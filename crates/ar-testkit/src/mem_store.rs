//! In-memory [`AnnounceStore`] with failure injection and call counters.

use std::sync::{Mutex, MutexGuard, PoisonError};

use anyhow::{bail, Result};
use ar_announce::AnnounceStore;
use ar_schemas::{ContentRecord, FrontEndRegistration};
use async_trait::async_trait;
use chrono::{DateTime, Utc};
use cid::Cid;

#[derive(Default)]
struct Inner {
    front_ends: Vec<FrontEndRegistration>,
    contents: Vec<ContentRecord>,
    next_content_id: i64,
    failing_listings: u32,
    fail_watermark_updates: bool,
    watermark_updates: Vec<(String, DateTime<Utc>)>,
    count_calls: u32,
    list_calls: u32,
}

#[derive(Default)]
pub struct MemStore {
    inner: Mutex<Inner>,
}

impl MemStore {
    pub fn new() -> Self {
        Self::default()
    }

    fn lock(&self) -> MutexGuard<'_, Inner> {
        self.inner.lock().unwrap_or_else(PoisonError::into_inner)
    }

    /// Insert or replace (by handle).
    pub fn put_front_end(&self, fe: FrontEndRegistration) {
        let mut g = self.lock();
        match g.front_ends.iter_mut().find(|x| x.handle == fe.handle) {
            Some(slot) => *slot = fe,
            None => g.front_ends.push(fe),
        }
    }

    pub fn front_end(&self, handle: &str) -> Option<FrontEndRegistration> {
        self.lock().front_ends.iter().find(|x| x.handle == handle).cloned()
    }

    pub fn front_ends(&self) -> Vec<FrontEndRegistration> {
        self.lock().front_ends.clone()
    }

    pub fn add_content(&self, cid: Cid, active: bool, created_at: DateTime<Utc>) -> ContentRecord {
        let mut g = self.lock();
        g.next_content_id += 1;
        let rec = ContentRecord {
            id: g.next_content_id,
            cid,
            active,
            created_at,
        };
        g.contents.push(rec.clone());
        rec
    }

    /// The next `n` front-end listings (heartbeat-filtered or not) fail.
    pub fn fail_next_listings(&self, n: u32) {
        self.lock().failing_listings = n;
    }

    pub fn fail_watermark_updates(&self, fail: bool) {
        self.lock().fail_watermark_updates = fail;
    }

    /// Every accepted `update_watermark` call, in order.
    pub fn watermark_updates(&self) -> Vec<(String, DateTime<Utc>)> {
        self.lock().watermark_updates.clone()
    }

    pub fn count_calls(&self) -> u32 {
        self.lock().count_calls
    }

    pub fn list_calls(&self) -> u32 {
        self.lock().list_calls
    }

    fn active_since(g: &Inner, since: DateTime<Utc>) -> impl Iterator<Item = &ContentRecord> {
        g.contents
            .iter()
            .filter(move |c| c.active && c.created_at >= since)
    }
}

#[async_trait]
impl AnnounceStore for MemStore {
    async fn list_front_ends(
        &self,
        last_connection_after: DateTime<Utc>,
    ) -> Result<Vec<FrontEndRegistration>> {
        let mut g = self.lock();
        if g.failing_listings > 0 {
            g.failing_listings -= 1;
            bail!("injected listing failure");
        }
        Ok(g.front_ends
            .iter()
            .filter(|fe| fe.last_connection > last_connection_after)
            .cloned()
            .collect())
    }

    async fn list_registrations(&self) -> Result<Vec<FrontEndRegistration>> {
        let mut g = self.lock();
        if g.failing_listings > 0 {
            g.failing_listings -= 1;
            bail!("injected listing failure");
        }
        Ok(g.front_ends.clone())
    }

    async fn get_front_end(&self, handle: &str) -> Result<Option<FrontEndRegistration>> {
        Ok(self.front_end(handle))
    }

    async fn count_active_content_since(&self, since: DateTime<Utc>) -> Result<i64> {
        let mut g = self.lock();
        g.count_calls += 1;
        Ok(Self::active_since(&g, since).count() as i64)
    }

    async fn list_active_content_since(&self, since: DateTime<Utc>) -> Result<Vec<ContentRecord>> {
        let mut g = self.lock();
        g.list_calls += 1;
        Ok(Self::active_since(&g, since).cloned().collect())
    }

    async fn update_watermark(&self, handle: &str, at: DateTime<Utc>) -> Result<()> {
        let mut g = self.lock();
        if g.fail_watermark_updates {
            bail!("injected watermark update failure");
        }
        g.watermark_updates.push((handle.to_string(), at));
        if let Some(fe) = g.front_ends.iter_mut().find(|x| x.handle == handle) {
            if at > fe.last_advertisement {
                fe.last_advertisement = at;
                fe.updated_at = Utc::now();
            }
        }
        Ok(())
    }
}
//! ar-provider
//!
//! Local index-provider side of the announcement protocol:
//! - [`host`]: libp2p swarm joined to the indexer ingest gossip topic.
//! - [`engine`]: [`IndexProvider`], an [`ar_announce::AnnouncementEngine`]
//!   that builds a signed advertisement chain and gossips each new head.

pub mod advertisement;
pub mod engine;
pub mod host;

pub use advertisement::{advertisement_cid, AnnounceMessage, Advertisement};
pub use engine::{AnnounceSink, IndexProvider};
pub use host::{load_identity, spawn_host, HostConfig, HostHandle};
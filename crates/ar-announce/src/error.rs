//! Error taxonomy for the announcement core.
//!
//! | variant         | scope          | effect                                   |
//! |-----------------|----------------|------------------------------------------|
//! | `Configuration` | startup        | fatal, process does not start            |
//! | `Validation`    | one front-end  | skipped for the current tick             |
//! | `Store`         | tick or record | listing: tick skipped; per-record: front-end skipped |
//! | `Protocol`      | one front-end  | watermark not advanced, retried next tick |
//! | `Timeout`       | one front-end  | treated like `Protocol`                  |

use std::time::Duration;

use thiserror::Error;

#[derive(Debug, Error, Clone, PartialEq, Eq)]
pub enum ValidationError {
    #[error("unable to decode private key: {0}")]
    InvalidKeyEncoding(String),

    #[error("invalid peer information: {0}")]
    InvalidKeyMaterial(String),

    #[error("no addresses provided")]
    NoAddressesProvided,

    /// Every malformed entry, in input order.
    #[error("invalid address(es): {}", .0.join(", "))]
    InvalidAddresses(Vec<String>),

    #[error("could not parse multiaddress '{addr}': {reason}")]
    MalformedAddress { addr: String, reason: String },

    #[error("multiaddress '{0}' has no trailing /p2p/<peer id>")]
    MissingPeerId(String),

    #[error("multiaddress '{0}' has no transport address before /p2p")]
    MissingTransport(String),

    #[error("no provider id could be resolved from the address record")]
    NoProviderId,

    #[error("no retrieval addresses could be resolved from the address record")]
    NoRetrievalAddresses,
}

#[derive(Debug, Error)]
pub enum AnnounceError {
    #[error("configuration error: {0}")]
    Configuration(String),

    #[error(transparent)]
    Validation(#[from] ValidationError),

    #[error("store error: {0:#}")]
    Store(anyhow::Error),

    #[error("announcement protocol error: {0}")]
    Protocol(String),

    #[error("no front-end registered for context id '{0}'")]
    UnknownContext(String),

    #[error("front-end '{handle}' did not finish within {timeout:?}")]
    Timeout { handle: String, timeout: Duration },
}

impl AnnounceError {
    pub fn store(err: anyhow::Error) -> Self {
        AnnounceError::Store(err)
    }

    pub fn protocol(msg: impl std::fmt::Display) -> Self {
        AnnounceError::Protocol(msg.to_string())
    }

    /// Validation failures mean "bad record, skip"; everything else is a
    /// failed attempt worth an error-level log.
    pub fn is_validation(&self) -> bool {
        matches!(self, AnnounceError::Validation(_))
    }
}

**Exercise aim**
Extract every record. Keep wording exact.

**Output below**
filename crates/ar-testkit/src/mem_store.rs
//! In-memory [`AnnounceStore`] with failure injection and call counters.

use std::sync::{Mutex, MutexGuard, PoisonError};

use anyhow::{bail, Result};
use ar_announce::AnnounceStore;
use ar_schemas::{ContentRecord, FrontEndRegistration};
use async_trait::async_trait;
use chrono::{DateTime, Utc};
use cid::Cid;

#[derive(Default)]
struct Inner {
    front_ends: Vec<FrontEndRegistration>,
    contents: Vec<ContentRecord>,
    next_content_id: i64,
    failing_listings: u32,
    fail_watermark_updates: bool,
    watermark_updates: Vec<(String, DateTime<Utc>)>,
    count_calls: u32,
    list_calls: u32,
}

#[derive(Default)]
pub struct MemStore {
    inner: Mutex<Inner>,
}

impl MemStore {
    pub fn new() -> Self {
        Self::default()
    }

    fn lock(&self) -> MutexGuard<'_, Inner> {
        self.inner.lock().unwrap_or_else(PoisonError::into_inner)
    }

    /// Insert or replace (by handle).
    pub fn put_front_end(&self, fe: FrontEndRegistration) {
        let mut g = self.lock();
        match g.front_ends.iter_mut().find(|x| x.handle == fe.handle) {
            Some(slot) => *slot = fe,
            None => g.front_ends.push(fe),
        }
    }

    pub fn front_end(&self, handle: &str) -> Option<FrontEndRegistration> {
        self.lock().front_ends.iter().find(|x| x.handle == handle).cloned()
    }

    pub fn front_ends(&self) -> Vec<FrontEndRegistration> {
        self.lock().front_ends.clone()
    }

    pub fn add_content(&self, cid: Cid, active: bool, created_at: DateTime<Utc>) -> ContentRecord {
        let mut g = self.lock();
        g.next_content_id += 1;
        let rec = ContentRecord {
            id: g.next_content_id,
            cid,
            active,
            created_at,
        };
        g.contents.push(rec.clone());
        rec
    }

    /// The next `n` front-end listings (heartbeat-filtered or not) fail.
    pub fn fail_next_listings(&self, n: u32) {
        self.lock().failing_listings = n;
    }

    pub fn fail_watermark_updates(&self, fail: bool) {
        self.lock().fail_watermark_updates = fail;
    }

    /// Every accepted `update_watermark` call, in order.
    pub fn watermark_updates(&self) -> Vec<(String, DateTime<Utc>)> {
        self.lock().watermark_updates.clone()
    }

    pub fn count_calls(&self) -> u32 {
        self.lock().count_calls
    }

    pub fn list_calls(&self) -> u32 {
        self.lock().list_calls
    }

    fn active_since(g: &Inner, since: DateTime<Utc>) -> impl Iterator<Item = &ContentRecord> {
        g.contents
            .iter()
            .filter(move |c| c.active && c.created_at >= since)
    }
}

#[async_trait]
impl AnnounceStore for MemStore {
    async fn list_front_ends(
        &self,
        last_connection_after: DateTime<Utc>,
    ) -> Result<Vec<FrontEndRegistration>> {
        let mut g = self.lock();
        if g.failing_listings > 0 {
            g.failing_listings -= 1;
            bail!("injected listing failure");
        }
        Ok(g.front_ends
            .iter()
            .filter(|fe| fe.last_connection > last_connection_after)
            .cloned()
            .collect())
    }

    async fn list_registrations(&self) -> Result<Vec<FrontEndRegistration>> {
        let mut g = self.lock();
        if g.failing_listings > 0 {
            g.failing_listings -= 1;
            bail!("injected listing failure");
        }
        Ok(g.front_ends.clone())
    }

    async fn get_front_end(&self, handle: &str) -> Result<Option<FrontEndRegistration>> {
        Ok(self.front_end(handle))
    }

    async fn count_active_content_since(&self, since: DateTime<Utc>) -> Result<i64> {
        let mut g = self.lock();
        g.count_calls += 1;
        Ok(Self::active_since(&g, since).count() as i64)
    }

    async fn list_active_content_since(&self, since: DateTime<Utc>) -> Result<Vec<ContentRecord>> {
        let mut g = self.lock();
        g.list_calls += 1;
        Ok(Self::active_since(&g, since).cloned().collect())
    }

    async fn update_watermark(&self, handle: &str, at: DateTime<Utc>) -> Result<()> {
        let mut g = self.lock();
        if g.fail_watermark_updates {
            bail!("injected watermark update failure");
        }
        g.watermark_updates.push((handle.to_string(), at));
        if let Some(fe) = g.front_ends.iter_mut().find(|x| x.handle == handle) {
            if at > fe.last_advertisement {
                fe.last_advertisement = at;
                fe.updated_at = Utc::now();
            }
        }
        Ok(())
    }
}
//! ar-provider
//!
//! Local index-provider side of the announcement protocol:
//! - [`host`]: libp2p swarm joined to the indexer ingest gossip topic.
//! - [`engine`]: [`IndexProvider`], an [`ar_announce::AnnouncementEngine`]
//!   that builds a signed advertisement chain and gossips each new head.

pub mod advertisement;
pub mod engine;
pub mod host;

pub use advertisement::{advertisement_cid, AnnounceMessage, Advertisement};
pub use engine::{AnnounceSink, IndexProvider};
pub use host::{load_identity, spawn_host, HostConfig, HostHandle};
filename crates/ar-announce/src/error.rs
//! Error taxonomy for the announcement core.
//!
//! | variant         | scope          | effect                                   |
//! |-----------------|----------------|------------------------------------------|
//! | `Configuration` | startup        | fatal, process does not start            |
//! | `Validation`    | one front-end  | skipped for the current tick             |
//! | `Store`         | tick or record | listing: tick skipped; per-record: front-end skipped |
//! | `Protocol`      | one front-end  | watermark not advanced, retried next tick |
//! | `Timeout`       | one front-end  | treated like `Protocol`                  |

use std::time::Duration;

use thiserror::Error;

#[derive(Debug, Error, Clone, PartialEq, Eq)]
pub enum ValidationError {
    #[error("unable to decode private key: {0}")]
    InvalidKeyEncoding(String),

    #[error("invalid peer information: {0}")]
    InvalidKeyMaterial(String),

    #[error("no addresses provided")]
    NoAddressesProvided,

    /// Every malformed entry, in input order.
    #[error("invalid address(es): {}", .0.join(", "))]
    InvalidAddresses(Vec<String>),

    #[error("could not parse multiaddress '{addr}': {reason}")]
    MalformedAddress { addr: String, reason: String },

    #[error("multiaddress '{0}' has no trailing /p2p/<peer id>")]
    MissingPeerId(String),

    #[error("multiaddress '{0}' has no transport address before /p2p")]
    MissingTransport(String),

    #[error("no provider id could be resolved from the address record")]
    NoProviderId,

    #[error("no retrieval addresses could be resolved from the address record")]
    NoRetrievalAddresses,
}

#[derive(Debug, Error)]
pub enum AnnounceError {
    #[error("configuration error: {0}")]
    Configuration(String),

    #[error(transparent)]
    Validation(#[from] ValidationError),

    #[error("store error: {0:#}")]
    Store(anyhow::Error),

    #[error("announcement protocol error: {0}")]
    Protocol(String),

    #[error("no front-end registered for context id '{0}'")]
    UnknownContext(String),

    #[error("front-end '{handle}' did not finish within {timeout:?}")]
    Timeout { handle: String, timeout: Duration },
}

impl AnnounceError {
    pub fn store(err: anyhow::Error) -> Self {
        AnnounceError::Store(err)
    }

    pub fn protocol(msg: impl std::fmt::Display) -> Self {
        AnnounceError::Protocol(msg.to_string())
    }

    /// Validation failures mean "bad record, skip"; everything else is a
    /// failed attempt worth an error-level log.
    pub fn is_validation(&self) -> bool {
        matches!(self, AnnounceError::Validation(_))
    }
}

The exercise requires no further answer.